UNITED STATES of America, Petitioner-Plaintiff,
CERTAIN INTERESTS IN PROPERTY Situate IN the BOROUGH OF BROOKLYN, COUNTY OF KINGS, STATE OF NEW YORK, and Dayton Development Fort Hamilton Corp., et al., Defendants

The opinion of the court was delivered by: BRUCHHAUSEN

The defendants-claimants move for a new trial.

The Government instituted this action to acquire title to leaseholds on apartment buildings erected on the Fort Hamilton Army Base in Brooklyn, New York.

 The trial of the action before the court and a jury endured for a period exceeding four weeks.

 At the time of the taking on December 15, 1960, the Government was the owner of the land and the buildings. The principal issue at the trial was the value of the leaseholds over and above the mortgages, assumed by the Government. The expiration date of the leaseholds was approximately sixty-five years from the taking date.

 The buildings were erected by the claimants, pursuant to the so-called Wherry Housing Act, 12 U.S.C. §§ 1748, 1748a. The purpose of the Act was to encourage private enterprise to construct rental housing to serve the needs of personnel at or near military installations and to provide housing at low rentals. The Act authorized the Federal Housing Administration to insure the mortgages up to 90% Of the estimated cost of construction, without regard to the risk, upon certification of the necessity by the military. The Government made the land available to the builders at nominal ground rentals. Rental income was predicated upon a return not exceeding 6 1/2% Of original cost of the structures. The permissible rentals including services were controlling in the determination of gross and net income as well as the approved schedule of allowable expenses and cost of management and operation. At such times as operating costs, including vacancy losses fluctuated or changed, it was the policy of the Government to increase or decrease the rental income, as the circumstances warranted. The lessees were not permitted to alter the rent schedule without Government consent.

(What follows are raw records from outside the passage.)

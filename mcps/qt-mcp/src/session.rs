//! Per-server session state
//!
//! One [`SessionContext`] is built at startup and shared by every tool call.
//! It owns the current probe connection (at most one), the discovery
//! listener, the event recorder and any processes started on the user's
//! behalf.

use std::sync::Arc;
use std::time::Duration;

use probe_client::{
    DiscoveryError, DiscoveryListener, EventRecorder, ManagedProcess, ProbeConnection, ProbeError,
    ProbeResult, RecordingOptions, StartSummary, StopSummary, TargetSpec, STALE_TIMEOUT,
};
use serde::Serialize;
use tokio::sync::{Mutex, MutexGuard};

use crate::config::{Mode, ServerConfig};
use crate::status::StatusSnapshot;

/// Grace period between SIGTERM and kill for managed processes
pub const PROCESS_GRACE: Duration = Duration::from_secs(5);

/// One row of `qtmcp_list_probes`
#[derive(Debug, Clone, PartialEq, Serialize)]
pub struct ProbeListing {
    pub app_name: String,
    pub pid: u32,
    pub qt_version: String,
    pub ws_url: String,
    pub hostname: String,
    pub mode: String,
    pub uptime: f64,
    pub connected: bool,
}

pub struct SessionContext {
    config: ServerConfig,
    probe: Mutex<Option<Arc<ProbeConnection>>>,
    discovery: Option<Arc<DiscoveryListener>>,
    recorder: Mutex<EventRecorder>,
    processes: Mutex<Vec<ManagedProcess>>,
}

impl SessionContext {
    /// Build a session; discovery is created here but only bound by
    /// [`start_discovery`](Self::start_discovery)
    pub fn new(config: ServerConfig) -> Self {
        let discovery = config
            .discovery_enabled
            .then(|| Arc::new(DiscoveryListener::new(config.discovery_port)));

        Self {
            config,
            probe: Mutex::new(None),
            discovery,
            recorder: Mutex::new(EventRecorder::new()),
            processes: Mutex::new(Vec::new()),
        }
    }

    pub fn config(&self) -> &ServerConfig {
        &self.config
    }

    pub fn mode(&self) -> Mode {
        self.config.mode
    }

    /// Bind the discovery socket; `Ok(false)` when discovery is disabled
    pub fn start_discovery(&self) -> Result<bool, DiscoveryError> {
        let Some(discovery) = &self.discovery else {
            return Ok(false);
        };
        discovery.start()?;
        tracing::info!(port = discovery.port(), "Probe discovery started");
        Ok(true)
    }

    /// The discovery listener, running or not
    pub fn discovery(&self) -> Option<&DiscoveryListener> {
        self.discovery.as_deref()
    }

    fn active_discovery(&self) -> Option<&DiscoveryListener> {
        self.discovery().filter(|d| d.is_running())
    }

    /// Connect to `ws_url`, replacing the current connection
    ///
    /// The previous connection is torn down before the new one is opened, so
    /// on failure the session is left disconnected. The handshake runs
    /// without holding the session lock and is bounded by `connect_timeout`.
    pub async fn connect_to_probe(&self, ws_url: &str) -> ProbeResult<Arc<ProbeConnection>> {
        let old = self.probe.lock().await.take();
        if let Some(old) = old {
            self.retire(old).await;
        }

        let conn = ProbeConnection::new(ws_url);
        let limit = self.config.connect_timeout;
        match tokio::time::timeout(limit, conn.connect()).await {
            Ok(result) => result?,
            Err(_) => {
                return Err(ProbeError::Timeout {
                    url: ws_url.to_string(),
                    elapsed: limit,
                })
            }
        }
        Ok(self.install_probe(conn).await)
    }

    /// Adopt an already connected probe (e.g. from a readiness wait)
    pub async fn install_probe(&self, conn: ProbeConnection) -> Arc<ProbeConnection> {
        let conn = Arc::new(conn);
        let mut current = self.probe.lock().await;
        if let Some(old) = current.replace(Arc::clone(&conn)) {
            self.retire(old).await;
        }
        conn
    }

    /// Drop the current connection; returns its URL if it was live
    pub async fn disconnect_probe(&self) -> Option<String> {
        let old = self.probe.lock().await.take()?;
        let was_connected = old.is_connected();
        let ws_url = old.ws_url().to_string();
        self.retire(old).await;
        was_connected.then_some(ws_url)
    }

    /// The live connection, or [`ProbeError::NotConnected`]
    pub async fn require_probe(&self) -> ProbeResult<Arc<ProbeConnection>> {
        self.probe
            .lock()
            .await
            .as_ref()
            .filter(|p| p.is_connected())
            .cloned()
            .ok_or(ProbeError::NotConnected)
    }

    /// URL of the live connection, if any
    pub async fn connected_url(&self) -> Option<String> {
        self.probe
            .lock()
            .await
            .as_ref()
            .filter(|p| p.is_connected())
            .map(|p| p.ws_url().to_string())
    }

    pub async fn status(&self) -> StatusSnapshot {
        let ws_url = self.connected_url().await;
        StatusSnapshot {
            connected: ws_url.is_some(),
            ws_url,
            mode: self.mode(),
            discovery_active: self.active_discovery().is_some(),
            discovered_probes: self.discovery().map_or(0, |d| d.probes().len()),
        }
    }

    /// Prune stale announcements, then list what is left
    ///
    /// `None` when discovery is disabled or failed to start.
    pub async fn list_probes(&self) -> Option<Vec<ProbeListing>> {
        let discovery = self.active_discovery()?;
        discovery.prune_stale(STALE_TIMEOUT);

        let current = self.connected_url().await;
        let mut probes: Vec<ProbeListing> = discovery
            .probes()
            .into_iter()
            .map(|probe| {
                let ws_url = probe.ws_url();
                ProbeListing {
                    connected: current.as_deref() == Some(ws_url.as_str()),
                    app_name: probe.app_name,
                    pid: probe.pid,
                    qt_version: probe.qt_version,
                    ws_url,
                    hostname: probe.hostname,
                    mode: probe.mode,
                    uptime: (probe.uptime * 10.0).round() / 10.0,
                }
            })
            .collect();
        probes.sort_by(|a, b| a.ws_url.cmp(&b.ws_url).then(a.pid.cmp(&b.pid)));
        Some(probes)
    }

    pub async fn recorder(&self) -> MutexGuard<'_, EventRecorder> {
        self.recorder.lock().await
    }

    /// Start (or restart) a recording on the live connection
    pub async fn start_recording(
        &self,
        targets: &[TargetSpec],
        options: RecordingOptions,
    ) -> ProbeResult<StartSummary> {
        let probe = self.require_probe().await?;
        let recorder = self.recorder.lock().await;
        Ok(recorder.start(&*probe, targets, options).await)
    }

    /// Stop the recording and return its events
    ///
    /// Works against a connection that has dropped in the meantime; the
    /// failed teardown calls show up as cleanup errors.
    pub async fn stop_recording(&self) -> StopSummary {
        let probe = self.probe.lock().await.clone();
        let recorder = self.recorder.lock().await;
        match probe {
            Some(probe) => recorder.stop(&*probe).await,
            None => StopSummary::not_recording(),
        }
    }

    /// Keep a spawned process so shutdown can terminate it
    pub async fn track_process(&self, process: ManagedProcess) {
        self.processes.lock().await.push(process);
    }

    pub async fn process_count(&self) -> usize {
        self.processes.lock().await.len()
    }

    /// Release everything the session holds; every step is best-effort
    pub async fn shutdown(&self) {
        let probe = self.probe.lock().await.take();
        if let Some(probe) = probe {
            self.retire(probe).await;
        }

        if let Some(discovery) = self.discovery() {
            discovery.stop();
        }

        let mut processes = std::mem::take(&mut *self.processes.lock().await);
        for process in &mut processes {
            tracing::debug!(program = process.label(), pid = ?process.pid(), "Terminating process");
            process.terminate(PROCESS_GRACE).await;
        }

        tracing::info!("Session shut down");
    }

    /// Stop any recording bound to `old`, then disconnect it
    async fn retire(&self, old: Arc<ProbeConnection>) {
        let recorder = self.recorder.lock().await;
        if recorder.is_recording() {
            let summary = recorder.stop(&*old).await;
            tracing::warn!(
                discarded_events = summary.event_count,
                "Recording stopped because its probe connection was replaced"
            );
        }
        drop(recorder);
        old.disconnect().await;
    }
}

 There was credible evidence that the total cost of the structures was considerably less than the total of the amounts received by the lessees on the mortgages, insured by the Government.

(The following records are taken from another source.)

//! Native-mode tools: each forwards to the probe method of the same name

use rmcp::{model::CallToolResult, ErrorData as McpError};
use serde::Serialize;

use super::{internal_error, json_success, probe_error};
use crate::session::SessionContext;

pub const PING: &str = "qt.ping";
pub const VERSION: &str = "qt.version";
pub const MODES: &str = "qt.modes";

pub const OBJECTS_FIND: &str = "qt.objects.find";
pub const OBJECTS_FIND_BY_CLASS: &str = "qt.objects.findByClass";
pub const OBJECTS_TREE: &str = "qt.objects.tree";
pub const OBJECTS_INFO: &str = "qt.objects.info";
pub const OBJECTS_INSPECT: &str = "qt.objects.inspect";
pub const OBJECTS_QUERY: &str = "qt.objects.query";

pub const PROPERTIES_LIST: &str = "qt.properties.list";
pub const PROPERTIES_GET: &str = "qt.properties.get";
pub const PROPERTIES_SET: &str = "qt.properties.set";

pub const METHODS_LIST: &str = "qt.methods.list";
pub const METHODS_INVOKE: &str = "qt.methods.invoke";

pub const SIGNALS_LIST: &str = "qt.signals.list";
pub const SIGNALS_SUBSCRIBE: &str = "qt.signals.subscribe";
pub const SIGNALS_UNSUBSCRIBE: &str = "qt.signals.unsubscribe";
pub const SIGNALS_SET_LIFECYCLE: &str = "qt.signals.setLifecycle";

pub const UI_CLICK: &str = "qt.ui.click";
pub const UI_SEND_KEYS: &str = "qt.ui.sendKeys";
pub const UI_SCREENSHOT: &str = "qt.ui.screenshot";
pub const UI_GEOMETRY: &str = "qt.ui.geometry";
pub const UI_HIT_TEST: &str = "qt.ui.hitTest";

pub const NAMES_REGISTER: &str = "qt.names.register";
pub const NAMES_UNREGISTER: &str = "qt.names.unregister";
pub const NAMES_LIST: &str = "qt.names.list";
pub const NAMES_VALIDATE: &str = "qt.names.validate";
pub const NAMES_LOAD: &str = "qt.names.load";

pub const QML_INSPECT: &str = "qt.qml.inspect";

pub const MODELS_LIST: &str = "qt.models.list";
pub const MODELS_INFO: &str = "qt.models.info";
pub const MODELS_DATA: &str = "qt.models.data";

/// Call `method` on the live probe with `params` and return its result
pub async fn forward<P: Serialize>(
    session: &SessionContext,
    method: &str,
    params: &P,
) -> Result<CallToolResult, McpError> {
    let probe = session.require_probe().await.map_err(probe_error)?;
    let params = serde_json::to_value(params)
        .map_err(|e| internal_error(format!("Failed to encode params for {method}: {e}")))?;

    let result = probe.call(method, Some(params)).await.map_err(probe_error)?;
    json_success(&result)
}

 The lessees were required to deposit moneys with the mortgagees for replacements, repairs and deferred maintenance. The sums so deposited totaling approximately $ 173,000 were returned to the lessees at or about the time of the taking. These funds were in a different category than were annual maintenance expenses.

 The Government exercised control of the projects through ownership of the preferred stock of the corporate lessees.

 The moving papers, in the main are repetitive of motions and objections, made at the trial.

 A point now urged is that 'the four verdicts rendered by the jury * * * were based on unsubstantial evidence as a matter of law * * *.' (Page 2 of the moving affidavit) It would appear that the claimants contend that the verdicts were against the weight of evidence. The parties' expert witnesses were examined and cross-examined at considerable length. It was the province of the jury to ascertain the truth. It should be borne in mind that the burden of proof as to the values of the leaseholds rested upon the claimants.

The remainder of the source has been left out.